Most experts agree that it is only an "official economic recession" when GDP growth is negative for two consecutive quarters or more. For all practical purposes though, a recession starts when there are several quarters of slowing but still positive growth. The first quarter of negative growth in a recession cycle is often followed by positive growth for several quarters, and then another quarter of negative growth.

This definition is somewhat unpopular with many economists as it does not take into consideration changes in other economic variables such as current unemployment rates or consumer confidence and spending levels.

The official agency in charge of declaring that the economy is in a state of recession is the National Bureau of Economic Research. NBER's defines recession as a "significant decline in economic activity lasting more than a few months". For this reason, the official designation of recession may not come until after we have been in one for a substantial amount of time.

It is actually quite natural for countries to experience mild economic recessions. This is a built-in factor of a societies economic cycle as spending and consumption are going to increase and decrease along with prices. Rarely, experiencing many of these factors simultaneously can evoke deep economic recession or depression.

CAUSES FOR RECESSION

A recession is primarily caused by the actions taken to control the money supply in the economy.
The Federal Reserve is responsible for maintaining an ideal balance between money supply, interest rates, and inflation. When The Federal Reserve loses balance in this equation, the economy is forced to correct itself.

The Feds monetary policy of injecting tremendous amounts of money supply into the money market has kept interest rates lower while inflation continues to rise. Inflation refers to a general rise in the prices of goods and services over a period of time. The higher the rate of inflation, the smaller the percentage of goods and services that can be purchased with the same amount of money. Inflation can happen for reasons as varied as increased production costs, higher energy costs and national debt.

In an inflationary environment, people tend to cut out leisure spending, reduce overall spending and begin to save more. As individuals and businesses curtail expenditures in an effort to trim costs, this causes GDP to decline.
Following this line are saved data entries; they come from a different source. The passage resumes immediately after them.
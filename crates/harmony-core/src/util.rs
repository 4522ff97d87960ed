//! Shared utility functions used across multiple modules.

/// Normalize optional text by trimming whitespace and removing empties.
///
/// Returns `None` when the input is `None` or the trimmed value is empty.
pub fn normalize_text_option(value: Option<String>) -> Option<String> {
    let value = value?;
    let value = value.trim();
    if value.is_empty() {
        None
    } else {
        Some(value.to_string())
    }
}

/// Check if a string starts with `http://` or `https://`.
pub fn is_http_url(value: &str) -> bool {
    value.starts_with("http://") || value.starts_with("https://")
}

/// Current Unix timestamp in milliseconds.
pub fn now_millis() -> i64 {
    chrono::Utc::now().timestamp_millis()
}

#[cfg(test)]
mod tests {
    use super::*;

    #[test]
    fn normalize_text_option_rejects_empty() {
        assert_eq!(normalize_text_option(None), None);
        assert_eq!(normalize_text_option(Some("   ".to_string())), None);
    }

    #[test]
    fn normalize_text_option_trims_value() {
        assert_eq!(
            normalize_text_option(Some(" https://example.com ".to_string())),
            Some("https://example.com".to_string())
        );
    }

    #[test]
    fn is_http_url_accepts_valid_schemes() {
        assert!(is_http_url("http://localhost"));
        assert!(is_http_url("https://example.com"));
        assert!(!is_http_url("udp://example.com"));
        assert!(!is_http_url("example.com"));
    }

    #[test]
    fn now_millis_is_positive() {
        assert!(now_millis() > 0);
    }
}
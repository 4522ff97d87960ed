//! Local broadcast channel - best-effort UDP peer propagation
//!
//! When no server is reachable but devices share a LAN segment, an
//! emergency is announced as a single fire-and-forget datagram: the magic
//! prefix followed by a minimal JSON snapshot. No acknowledgment, no
//! retransmission, no authentication.

use std::net::{Ipv4Addr, SocketAddr, SocketAddrV4};
use std::sync::{Arc, Mutex};

use async_trait::async_trait;
use serde::{Deserialize, Serialize};
use tokio::net::UdpSocket;
use tokio::sync::{mpsc, Notify};
use tokio::task::JoinHandle;
use tracing::{debug, error};

use crate::error::{Error, Result};
use crate::models::{Emergency, EmergencyStatus};
use crate::sync::connectivity::local_ipv4;

/// UDP port shared by all peers on the segment
pub const BROADCAST_PORT: u16 = 8888;

/// ASCII prefix identifying HarmonyCare datagrams
pub const MAGIC_PREFIX: &str = "HARMONYCARE_EMERGENCY:";

/// Largest datagram the listener will consider
const MAX_DATAGRAM: usize = 2048;

/// Minimal emergency snapshot carried in one datagram
#[derive(Debug, Clone, PartialEq, Serialize, Deserialize)]
pub struct BroadcastFrame {
    pub elderly_id: i64,
    pub latitude: f64,
    pub longitude: f64,
    pub timestamp: i64,
    pub status: EmergencyStatus,
    /// Server-assigned id, when the origin already has one
    #[serde(default, skip_serializing_if = "Option::is_none")]
    pub emergency_id: Option<i64>,
}

impl BroadcastFrame {
    /// Snapshot an emergency for announcement
    #[must_use]
    pub fn from_emergency(emergency: &Emergency) -> Self {
        Self {
            elderly_id: emergency.elderly_id,
            latitude: emergency.latitude,
            longitude: emergency.longitude,
            timestamp: emergency.created_at,
            status: emergency.status,
            emergency_id: emergency.server_id,
        }
    }

    /// Encode as magic prefix + JSON
    pub fn encode(&self) -> Result<Vec<u8>> {
        let mut datagram = MAGIC_PREFIX.as_bytes().to_vec();
        datagram.extend_from_slice(&serde_json::to_vec(self)?);
        Ok(datagram)
    }

    /// Decode a received datagram, filtering by magic prefix
    pub fn decode(datagram: &[u8]) -> Result<Self> {
        let body = datagram
            .strip_prefix(MAGIC_PREFIX.as_bytes())
            .ok_or_else(|| Error::Malformed("missing magic prefix".to_string()))?;
        serde_json::from_slice(body)
            .map_err(|error| Error::Malformed(format!("invalid broadcast JSON: {error}")))
    }
}

/// Subnet broadcast address assuming a /24 mask.
///
/// Known simplification: misbehaves on non-/24 subnets, degrading to
/// "broadcast not delivered" rather than corruption.
#[must_use]
pub fn subnet_broadcast_addr(local: Ipv4Addr) -> Ipv4Addr {
    let octets = local.octets();
    Ipv4Addr::new(octets[0], octets[1], octets[2], 255)
}

/// One-shot peer announcement. Object safe so tests can record frames
/// instead of touching the network.
#[async_trait]
pub trait Broadcaster: Send + Sync {
    /// Send one datagram to the local segment; skip silently when no LAN
    /// transport is up
    async fn announce(&self, frame: &BroadcastFrame) -> Result<()>;
}

/// UDP implementation of `Broadcaster`
#[derive(Default)]
pub struct UdpBroadcaster {
    port: u16,
}

impl UdpBroadcaster {
    /// Create a broadcaster targeting the standard peer port
    #[must_use]
    pub const fn new() -> Self {
        Self {
            port: BROADCAST_PORT,
        }
    }

    /// Create a broadcaster targeting a custom port (tests)
    #[must_use]
    pub const fn with_port(port: u16) -> Self {
        Self { port }
    }
}

#[async_trait]
impl Broadcaster for UdpBroadcaster {
    async fn announce(&self, frame: &BroadcastFrame) -> Result<()> {
        let Some(local) = local_ipv4() else {
            debug!("no local IPv4 address, skipping broadcast");
            return Ok(());
        };

        let socket = UdpSocket::bind((Ipv4Addr::UNSPECIFIED, 0)).await?;
        socket.set_broadcast(true)?;

        let target = SocketAddrV4::new(subnet_broadcast_addr(local), self.port);
        socket
            .send_to(&frame.encode()?, SocketAddr::V4(target))
            .await?;

        debug!(%target, elderly_id = frame.elderly_id, "broadcast emergency to local segment");
        Ok(())
    }
}

/// Long-lived background listener for peer datagrams.
///
/// Parsed frames are delivered over the channel handed to `bind`; frames
/// that fail the magic/JSON filter are dropped. `stop` is idempotent and
/// unblocks the receive loop deterministically.
pub struct BroadcastListener {
    local_addr: SocketAddr,
    shutdown: Arc<Notify>,
    task: Mutex<Option<JoinHandle<()>>>,
}

impl BroadcastListener {
    /// Bind the listening socket and start the receive loop
    pub async fn bind(port: u16, frames: mpsc::Sender<BroadcastFrame>) -> Result<Self> {
        let socket = UdpSocket::bind((Ipv4Addr::UNSPECIFIED, port)).await?;
        let local_addr = socket.local_addr()?;
        let shutdown = Arc::new(Notify::new());

        let task = tokio::spawn(listen_loop(socket, frames, Arc::clone(&shutdown)));
        debug!(%local_addr, "broadcast listener started");

        Ok(Self {
            local_addr,
            shutdown,
            task: Mutex::new(Some(task)),
        })
    }

    /// The bound local address (useful when binding port 0)
    #[must_use]
    pub const fn local_addr(&self) -> SocketAddr {
        self.local_addr
    }

    /// Whether the receive loop is still running
    pub fn is_listening(&self) -> bool {
        self.task
            .lock()
            .map(|task| task.as_ref().is_some_and(|handle| !handle.is_finished()))
            .unwrap_or(false)
    }

    /// Stop listening. Idempotent: calling while already stopped is a no-op.
    pub async fn stop(&self) {
        let handle = self.task.lock().ok().and_then(|mut task| task.take());
        let Some(handle) = handle else {
            return;
        };

        self.shutdown.notify_one();
        if let Err(error) = handle.await {
            // Shutdown races are expected; anything else is a real bug
            if !error.is_cancelled() {
                error!(%error, "broadcast listener task failed");
            }
        }
        debug!("broadcast listener stopped");
    }
}

async fn listen_loop(
    socket: UdpSocket,
    frames: mpsc::Sender<BroadcastFrame>,
    shutdown: Arc<Notify>,
) {
    let mut buf = vec![0u8; MAX_DATAGRAM];
    loop {
        tokio::select! {
            () = shutdown.notified() => break,
            received = socket.recv_from(&mut buf) => match received {
                Ok((len, peer)) => match BroadcastFrame::decode(&buf[..len]) {
                    Ok(frame) => {
                        if frames.send(frame).await.is_err() {
                            // Receiver side is gone, nothing left to deliver to
                            break;
                        }
                    }
                    Err(err) => debug!(%peer, %err, "discarding malformed datagram"),
                },
                Err(err) => {
                    // Unexpected while still supposed to be listening;
                    // restart policy belongs to the caller
                    error!(%err, "broadcast listener socket error, terminating");
                    break;
                }
            }
        }
    }
}
//! Connectivity oracle - reachability classification

use std::net::{Ipv4Addr, SocketAddr, UdpSocket};
use std::sync::{Arc, RwLock};

/// Current reachability class, queried before every dispatch decision
#[derive(Debug, Clone, Copy, PartialEq, Eq)]
pub enum Reachability {
    /// A path to the authoritative server is available
    ServerReachable,
    /// A local network transport is active but no server path is confirmed
    LanOnly,
    /// No active transport
    Offline,
}

/// Cheap, synchronous, side-effect-free reachability query.
///
/// Never errors; the absence of any transport is simply `Offline`.
/// Injected into the coordinator and the dispatch client so tests can
/// substitute fakes.
pub trait ConnectivityOracle: Send + Sync {
    fn classify(&self) -> Reachability;
}

/// Oracle backed by kernel routing state.
///
/// A UDP `connect` assigns a route without sending any datagram: a route
/// to the server host classifies as `ServerReachable`, otherwise a local
/// IPv4 address classifies as `LanOnly`. Route presence is not liveness;
/// a dead server behind a live route still fails at request time, which
/// the coordinator converts into a queue-and-retry action.
pub struct RouteConnectivity {
    server_addr: SocketAddr,
}

impl RouteConnectivity {
    /// Create an oracle probing routes toward the given server address
    #[must_use]
    pub const fn new(server_addr: SocketAddr) -> Self {
        Self { server_addr }
    }
}

impl ConnectivityOracle for RouteConnectivity {
    fn classify(&self) -> Reachability {
        if probe_route(self.server_addr).is_some() {
            return Reachability::ServerReachable;
        }
        if local_ipv4().is_some() {
            return Reachability::LanOnly;
        }
        Reachability::Offline
    }
}

/// Oracle holding a reachability value set by platform glue.
///
/// Hosts with real connectivity events (mobile shells, tests) update the
/// shared value and trigger a queue drain on regain.
#[derive(Clone, Default)]
pub struct SharedConnectivity {
    state: Arc<RwLock<Option<Reachability>>>,
}

impl SharedConnectivity {
    /// Create a handle reporting the given initial reachability
    #[must_use]
    pub fn new(initial: Reachability) -> Self {
        Self {
            state: Arc::new(RwLock::new(Some(initial))),
        }
    }

    /// Record a reachability change observed by the platform
    pub fn set(&self, reachability: Reachability) {
        if let Ok(mut state) = self.state.write() {
            *state = Some(reachability);
        }
    }
}

impl ConnectivityOracle for SharedConnectivity {
    fn classify(&self) -> Reachability {
        self.state
            .read()
            .ok()
            .and_then(|state| *state)
            .unwrap_or(Reachability::Offline)
    }
}

/// Route probe via UDP connect; no datagrams are sent
fn probe_route(addr: SocketAddr) -> Option<SocketAddr> {
    let socket = UdpSocket::bind("0.0.0.0:0").ok()?;
    socket.connect(addr).ok()?;
    socket.local_addr().ok()
}

/// The device's own IPv4 address on its primary interface, if any
pub(crate) fn local_ipv4() -> Option<Ipv4Addr> {
    // Connecting to any external address selects the outbound interface
    let probe: SocketAddr = ([8, 8, 8, 8], 53).into();
    match probe_route(probe)? {
        SocketAddr::V4(addr) if !addr.ip().is_loopback() => Some(*addr.ip()),
        _ => None,
    }
}

#[cfg(test)]
mod tests {
    use super::*;

    #[test]
    fn shared_connectivity_reports_updates() {
        let oracle = SharedConnectivity::new(Reachability::Offline);
        assert_eq!(oracle.classify(), Reachability::Offline);

        oracle.set(Reachability::LanOnly);
        assert_eq!(oracle.classify(), Reachability::LanOnly);

        oracle.set(Reachability::ServerReachable);
        assert_eq!(oracle.classify(), Reachability::ServerReachable);
    }

    #[test]
    fn shared_connectivity_defaults_offline() {
        let oracle = SharedConnectivity::default();
        assert_eq!(oracle.classify(), Reachability::Offline);
    }

    #[test]
    fn shared_connectivity_clones_share_state() {
        let oracle = SharedConnectivity::new(Reachability::Offline);
        let clone = oracle.clone();
        oracle.set(Reachability::ServerReachable);
        assert_eq!(clone.classify(), Reachability::ServerReachable);
    }

    #[test]
    fn route_connectivity_never_panics() {
        let oracle = RouteConnectivity::new(([192, 0, 2, 1], 443).into());
        // Classification depends on the host environment; it must simply
        // return one of the three classes without erroring.
        let _ = oracle.classify();
    }
}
Unemployment rates rise because companies lay off workers to cut costs. It is these combined factors that cause the economy to fall into a recession.

These circumstances coupled with relaxed policies in lending practices making it extremely easy to borrow money can result in unsustainable economic activity and the economy coming to a near halt.
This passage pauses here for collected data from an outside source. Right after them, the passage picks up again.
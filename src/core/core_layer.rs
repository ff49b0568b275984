// The core module contains all business logic.
// Each feature gets its own submodule.

#[path = "extraction/mod.rs"]
pub mod extraction;
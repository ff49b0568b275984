use async_trait::async_trait;
use base64::{engine::general_purpose::STANDARD, Engine as _};
use bytes::Bytes;
use reqwest::Client;
use std::path::{Path, PathBuf};
use tokio::fs;

use crate::core::extraction::{ImageSink, ImageSinkError};

/// Downloads images into `<root>/<document_id>/<file_name>`.
///
/// The same root is served statically, which is what makes the public URLs
/// handed out by [`ImageSink::public_url`] resolvable.
pub struct FileImageSink {
    client: Client,
    root: PathBuf,
}

impl FileImageSink {
    pub fn new(root: impl Into<PathBuf>) -> Self {
        Self {
            client: Client::new(),
            root: root.into(),
        }
    }

    pub fn root(&self) -> &Path {
        &self.root
    }

    async fn download(&self, source_uri: &str) -> Result<Bytes, ImageSinkError> {
        let response = self
            .client
            .get(source_uri)
            .send()
            .await
            .map_err(|e| ImageSinkError::Download(e.to_string()))?;

        if !response.status().is_success() {
            return Err(ImageSinkError::Status(response.status().as_u16()));
        }

        response
            .bytes()
            .await
            .map_err(|e| ImageSinkError::Download(e.to_string()))
    }
}

#[async_trait]
impl ImageSink for FileImageSink {
    async fn materialize(
        &self,
        source_uri: &str,
        document_id: &str,
        file_name: &str,
    ) -> Result<String, ImageSinkError> {
        let bytes = self.download(source_uri).await?;

        let dir = self.root.join(document_id);
        fs::create_dir_all(&dir).await?;
        let path = dir.join(file_name);
        fs::write(&path, &bytes).await?;

        tracing::debug!("Saved {} bytes to {}", bytes.len(), path.display());
        Ok(STANDARD.encode(&bytes))
    }
}
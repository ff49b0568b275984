// Runtime configuration, read from the environment (and `.env` via dotenv).

use std::path::PathBuf;

use crate::infra::google_docs::{GoogleCredentialsConfig, DEFAULT_DOCS_API_BASE};

const DEFAULT_SERVER_ADDR: &str = "0.0.0.0:8080";
const DEFAULT_IMAGES_DIR: &str = "extracted_images";

#[derive(Debug, Clone)]
pub struct AppConfig {
    pub server_addr: String,
    /// Where downloaded images are written and served from.
    pub images_dir: PathBuf,
    pub docs_api_base: String,
    pub credentials: GoogleCredentialsConfig,
}

impl AppConfig {
    pub fn from_env() -> Self {
        Self::from_lookup(|key| std::env::var(key).ok())
    }

    /// Builds the config from any key lookup; empty values count as unset.
    pub fn from_lookup(lookup: impl Fn(&str) -> Option<String>) -> Self {
        let get = |key: &str| lookup(key).filter(|value| !value.trim().is_empty());
        let defaults = GoogleCredentialsConfig::default();

        Self {
            server_addr: get("SERVER_ADDR").unwrap_or_else(|| DEFAULT_SERVER_ADDR.to_string()),
            images_dir: get("IMAGES_DIR")
                .map(PathBuf::from)
                .unwrap_or_else(|| PathBuf::from(DEFAULT_IMAGES_DIR)),
            docs_api_base: get("GOOGLE_DOCS_API_BASE")
                .unwrap_or_else(|| DEFAULT_DOCS_API_BASE.to_string()),
            credentials: GoogleCredentialsConfig {
                access_token: get("GOOGLE_ACCESS_TOKEN"),
                service_account_key_path: get("GOOGLE_SERVICE_ACCOUNT_KEY").map(PathBuf::from),
                service_account_json: get("GOOGLE_SERVICE_ACCOUNT_JSON"),
                oauth_client_path: get("GOOGLE_OAUTH_CREDENTIALS")
                    .map(PathBuf::from)
                    .unwrap_or(defaults.oauth_client_path),
                oauth_token_path: get("GOOGLE_OAUTH_TOKEN")
                    .map(PathBuf::from)
                    .unwrap_or(defaults.oauth_token_path),
            },
        }
    }
}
It is also said that recession can be caused by factors that stunt short term growth in the economy, such as spiking oil prices or war. However, these are mostly short term in nature and tend to correct themselves in a quicker manner than the full blown recessions that have occurred in the past.

EFFECTS OF RECESSION

An economic recession can usually be spotted before it happens. There is a tendency to see the economic landscape changing in quarters preceding the actual onset. While the growth in GDP will still be present, it will show signs of sputtering and you will see higher levels of unemployment, decline in housing prices, decline in the stock market, and business expansion plans being put on hold. When the economy sees extended periods of economic recession, the economy can be referred to as being in an economic depression.

About the only good thing about a recession is that it will cure inflation. The balancing act the Federal Reserve must pursue is to slow economic growth enough to prevent inflation without triggering a recession. Currently, it must do this without the help of fiscal policy, which is generally trying to stimulate the economy as much as possible through lowering taxes, spending on social programs and ignoring current account deficits.